> _What this task involves_
So that nothing is lost, write out all the lines below exactly.

[Saved entries]
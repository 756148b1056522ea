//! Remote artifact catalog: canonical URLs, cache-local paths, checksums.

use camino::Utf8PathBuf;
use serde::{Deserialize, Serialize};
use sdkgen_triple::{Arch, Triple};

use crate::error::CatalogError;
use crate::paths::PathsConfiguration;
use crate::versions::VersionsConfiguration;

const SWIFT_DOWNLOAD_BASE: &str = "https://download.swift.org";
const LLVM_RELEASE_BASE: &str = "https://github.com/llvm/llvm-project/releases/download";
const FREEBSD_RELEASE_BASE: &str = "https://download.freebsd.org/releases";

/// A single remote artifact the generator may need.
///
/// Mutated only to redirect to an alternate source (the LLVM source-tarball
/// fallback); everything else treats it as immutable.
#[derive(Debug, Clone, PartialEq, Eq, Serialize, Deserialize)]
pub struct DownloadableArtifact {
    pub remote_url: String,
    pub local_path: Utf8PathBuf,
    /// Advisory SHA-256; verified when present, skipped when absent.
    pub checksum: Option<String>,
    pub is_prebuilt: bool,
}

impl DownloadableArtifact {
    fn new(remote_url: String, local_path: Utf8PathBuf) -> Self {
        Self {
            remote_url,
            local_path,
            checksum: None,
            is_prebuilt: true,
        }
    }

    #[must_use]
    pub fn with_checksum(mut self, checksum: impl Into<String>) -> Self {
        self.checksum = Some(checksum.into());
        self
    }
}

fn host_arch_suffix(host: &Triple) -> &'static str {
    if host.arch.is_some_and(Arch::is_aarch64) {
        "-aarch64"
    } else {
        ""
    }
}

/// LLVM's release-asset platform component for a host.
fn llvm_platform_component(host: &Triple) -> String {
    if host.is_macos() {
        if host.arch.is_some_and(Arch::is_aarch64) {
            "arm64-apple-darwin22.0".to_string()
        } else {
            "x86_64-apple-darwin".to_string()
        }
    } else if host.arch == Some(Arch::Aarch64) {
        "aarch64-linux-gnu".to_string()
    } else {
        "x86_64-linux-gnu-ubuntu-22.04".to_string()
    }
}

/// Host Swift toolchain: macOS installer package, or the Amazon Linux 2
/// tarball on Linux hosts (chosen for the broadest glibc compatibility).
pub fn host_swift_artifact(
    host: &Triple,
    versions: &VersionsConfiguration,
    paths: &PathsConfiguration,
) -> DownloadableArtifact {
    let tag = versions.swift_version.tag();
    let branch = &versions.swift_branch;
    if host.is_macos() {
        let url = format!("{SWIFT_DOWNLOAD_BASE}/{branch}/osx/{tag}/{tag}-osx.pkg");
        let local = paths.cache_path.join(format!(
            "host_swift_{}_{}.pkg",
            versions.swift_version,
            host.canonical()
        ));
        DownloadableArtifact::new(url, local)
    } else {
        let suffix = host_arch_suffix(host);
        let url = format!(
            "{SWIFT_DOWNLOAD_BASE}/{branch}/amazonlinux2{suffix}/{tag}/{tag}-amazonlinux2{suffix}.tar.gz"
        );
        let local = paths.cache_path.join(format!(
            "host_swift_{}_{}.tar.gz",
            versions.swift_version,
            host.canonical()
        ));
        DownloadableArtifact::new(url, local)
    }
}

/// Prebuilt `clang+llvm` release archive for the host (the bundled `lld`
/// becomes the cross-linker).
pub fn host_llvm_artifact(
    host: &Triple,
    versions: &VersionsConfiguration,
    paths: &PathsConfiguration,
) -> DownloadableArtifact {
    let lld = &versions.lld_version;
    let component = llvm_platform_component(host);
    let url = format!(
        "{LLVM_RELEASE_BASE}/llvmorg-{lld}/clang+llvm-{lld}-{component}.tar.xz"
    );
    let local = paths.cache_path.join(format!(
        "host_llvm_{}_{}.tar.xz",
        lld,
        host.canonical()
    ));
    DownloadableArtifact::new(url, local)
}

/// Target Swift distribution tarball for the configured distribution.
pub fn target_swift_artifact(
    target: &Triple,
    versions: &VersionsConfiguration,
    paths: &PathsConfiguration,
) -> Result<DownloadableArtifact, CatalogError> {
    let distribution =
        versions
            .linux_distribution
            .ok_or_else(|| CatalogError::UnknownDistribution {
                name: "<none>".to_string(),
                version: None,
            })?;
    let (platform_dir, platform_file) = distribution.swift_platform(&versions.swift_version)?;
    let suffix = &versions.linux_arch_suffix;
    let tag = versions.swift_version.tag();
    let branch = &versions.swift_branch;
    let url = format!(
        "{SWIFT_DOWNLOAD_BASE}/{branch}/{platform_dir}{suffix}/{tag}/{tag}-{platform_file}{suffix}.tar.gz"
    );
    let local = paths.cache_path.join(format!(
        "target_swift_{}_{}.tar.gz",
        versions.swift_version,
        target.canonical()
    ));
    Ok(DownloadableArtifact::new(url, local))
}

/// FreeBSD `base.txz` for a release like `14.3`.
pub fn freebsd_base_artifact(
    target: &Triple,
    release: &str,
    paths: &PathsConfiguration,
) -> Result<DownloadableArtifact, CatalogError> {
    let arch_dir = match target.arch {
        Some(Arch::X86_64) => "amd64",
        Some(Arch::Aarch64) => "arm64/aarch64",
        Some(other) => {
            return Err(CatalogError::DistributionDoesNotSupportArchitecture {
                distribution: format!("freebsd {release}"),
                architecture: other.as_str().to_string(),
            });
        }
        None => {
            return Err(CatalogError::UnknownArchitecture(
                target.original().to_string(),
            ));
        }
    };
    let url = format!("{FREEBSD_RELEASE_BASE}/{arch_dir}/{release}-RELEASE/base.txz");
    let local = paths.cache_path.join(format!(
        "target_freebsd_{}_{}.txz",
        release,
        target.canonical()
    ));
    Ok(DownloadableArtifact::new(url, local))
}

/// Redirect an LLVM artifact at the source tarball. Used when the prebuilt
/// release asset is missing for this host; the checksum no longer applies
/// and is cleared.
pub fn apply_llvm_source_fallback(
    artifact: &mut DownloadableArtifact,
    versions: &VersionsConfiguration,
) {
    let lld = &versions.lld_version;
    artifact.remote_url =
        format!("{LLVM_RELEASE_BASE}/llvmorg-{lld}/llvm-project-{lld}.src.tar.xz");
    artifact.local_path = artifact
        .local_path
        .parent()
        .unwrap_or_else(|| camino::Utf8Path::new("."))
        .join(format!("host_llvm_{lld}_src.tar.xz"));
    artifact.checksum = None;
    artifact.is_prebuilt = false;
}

> _Expected answer_
repository 756148b1056522ea
//! Remote artifact catalog: canonical URLs, cache-local paths, checksums.

use camino::Utf8PathBuf;
use serde::{Deserialize, Serialize};
use sdkgen_triple::{Arch, Triple};

use crate::error::CatalogError;
use crate::paths::PathsConfiguration;
use crate::versions::VersionsConfiguration;

const SWIFT_DOWNLOAD_BASE: &str = "https://download.swift.org";
const LLVM_RELEASE_BASE: &str = "https://github.com/llvm/llvm-project/releases/download";
const FREEBSD_RELEASE_BASE: &str = "https://download.freebsd.org/releases";

/// A single remote artifact the generator may need.
///
/// Mutated only to redirect to an alternate source (the LLVM source-tarball
/// fallback); everything else treats it as immutable.
#[derive(Debug, Clone, PartialEq, Eq, Serialize, Deserialize)]
pub struct DownloadableArtifact {
    pub remote_url: String,
    pub local_path: Utf8PathBuf,
    /// Advisory SHA-256; verified when present, skipped when absent.
    pub checksum: Option<String>,
    pub is_prebuilt: bool,
}

impl DownloadableArtifact {
    fn new(remote_url: String, local_path: Utf8PathBuf) -> Self {
        Self {
            remote_url,
            local_path,
            checksum: None,
            is_prebuilt: true,
        }
    }

    #[must_use]
    pub fn with_checksum(mut self, checksum: impl Into<String>) -> Self {
        self.checksum = Some(checksum.into());
        self
    }
}

fn host_arch_suffix(host: &Triple) -> &'static str {
    if host.arch.is_some_and(Arch::is_aarch64) {
        "-aarch64"
    } else {
        ""
    }
}

/// LLVM's release-asset platform component for a host.
fn llvm_platform_component(host: &Triple) -> String {
    if host.is_macos() {
        if host.arch.is_some_and(Arch::is_aarch64) {
            "arm64-apple-darwin22.0".to_string()
        } else {
            "x86_64-apple-darwin".to_string()
        }
    } else if host.arch == Some(Arch::Aarch64) {
        "aarch64-linux-gnu".to_string()
    } else {
        "x86_64-linux-gnu-ubuntu-22.04".to_string()
    }
}

/// Host Swift toolchain: macOS installer package, or the Amazon Linux 2
/// tarball on Linux hosts (chosen for the broadest glibc compatibility).
pub fn host_swift_artifact(
    host: &Triple,
    versions: &VersionsConfiguration,
    paths: &PathsConfiguration,
) -> DownloadableArtifact {
    let tag = versions.swift_version.tag();
    let branch = &versions.swift_branch;
    if host.is_macos() {
        let url = format!("{SWIFT_DOWNLOAD_BASE}/{branch}/osx/{tag}/{tag}-osx.pkg");
        let local = paths.cache_path.join(format!(
            "host_swift_{}_{}.pkg",
            versions.swift_version,
            host.canonical()
        ));
        DownloadableArtifact::new(url, local)
    } else {
        let suffix = host_arch_suffix(host);
        let url = format!(
            "{SWIFT_DOWNLOAD_BASE}/{branch}/amazonlinux2{suffix}/{tag}/{tag}-amazonlinux2{suffix}.tar.gz"
        );
        let local = paths.cache_path.join(format!(
            "host_swift_{}_{}.tar.gz",
            versions.swift_version,
            host.canonical()
        ));
        DownloadableArtifact::new(url, local)
    }
}

/// Prebuilt `clang+llvm` release archive for the host (the bundled `lld`
/// becomes the cross-linker).
pub fn host_llvm_artifact(
    host: &Triple,
    versions: &VersionsConfiguration,
    paths: &PathsConfiguration,
) -> DownloadableArtifact {
    let lld = &versions.lld_version;
    let component = llvm_platform_component(host);
    let url = format!(
        "{LLVM_RELEASE_BASE}/llvmorg-{lld}/clang+llvm-{lld}-{component}.tar.xz"
    );
    let local = paths.cache_path.join(format!(
        "host_llvm_{}_{}.tar.xz",
        lld,
        host.canonical()
    ));
    DownloadableArtifact::new(url, local)
}

/// Target Swift distribution tarball for the configured distribution.
pub fn target_swift_artifact(
    target: &Triple,
    versions: &VersionsConfiguration,
    paths: &PathsConfiguration,
) -> Result<DownloadableArtifact, CatalogError> {
    let distribution =
        versions
            .linux_distribution
            .ok_or_else(|| CatalogError::UnknownDistribution {
                name: "<none>".to_string(),
                version: None,
            })?;
    let (platform_dir, platform_file) = distribution.swift_platform(&versions.swift_version)?;
    let suffix = &versions.linux_arch_suffix;
    let tag = versions.swift_version.tag();
    let branch = &versions.swift_branch;
    let url = format!(
        "{SWIFT_DOWNLOAD_BASE}/{branch}/{platform_dir}{suffix}/{tag}/{tag}-{platform_file}{suffix}.tar.gz"
    );
    let local = paths.cache_path.join(format!(
        "target_swift_{}_{}.tar.gz",
        versions.swift_version,
        target.canonical()
    ));
    Ok(DownloadableArtifact::new(url, local))
}

/// FreeBSD `base.txz` for a release like `14.3`.
pub fn freebsd_base_artifact(
    target: &Triple,
    release: &str,
    paths: &PathsConfiguration,
) -> Result<DownloadableArtifact, CatalogError> {
    let arch_dir = match target.arch {
        Some(Arch::X86_64) => "amd64",
        Some(Arch::Aarch64) => "arm64/aarch64",
        Some(other) => {
            return Err(CatalogError::DistributionDoesNotSupportArchitecture {
                distribution: format!("freebsd {release}"),
                architecture: other.as_str().to_string(),
            });
        }
        None => {
            return Err(CatalogError::UnknownArchitecture(
                target.original().to_string(),
            ));
        }
    };
    let url = format!("{FREEBSD_RELEASE_BASE}/{arch_dir}/{release}-RELEASE/base.txz");
    let local = paths.cache_path.join(format!(
        "target_freebsd_{}_{}.txz",
        release,
        target.canonical()
    ));
    Ok(DownloadableArtifact::new(url, local))
}

/// Redirect an LLVM artifact at the source tarball. Used when the prebuilt
/// release asset is missing for this host; the checksum no longer applies
/// and is cleared.
pub fn apply_llvm_source_fallback(
    artifact: &mut DownloadableArtifact,
    versions: &VersionsConfiguration,
) {
    let lld = &versions.lld_version;
    artifact.remote_url =
        format!("{LLVM_RELEASE_BASE}/llvmorg-{lld}/llvm-project-{lld}.src.tar.xz");
    artifact.local_path = artifact
        .local_path
        .parent()
        .unwrap_or_else(|| camino::Utf8Path::new("."))
        .join(format!("host_llvm_{lld}_src.tar.xz"));
    artifact.checksum = None;
    artifact.is_prebuilt = false;
}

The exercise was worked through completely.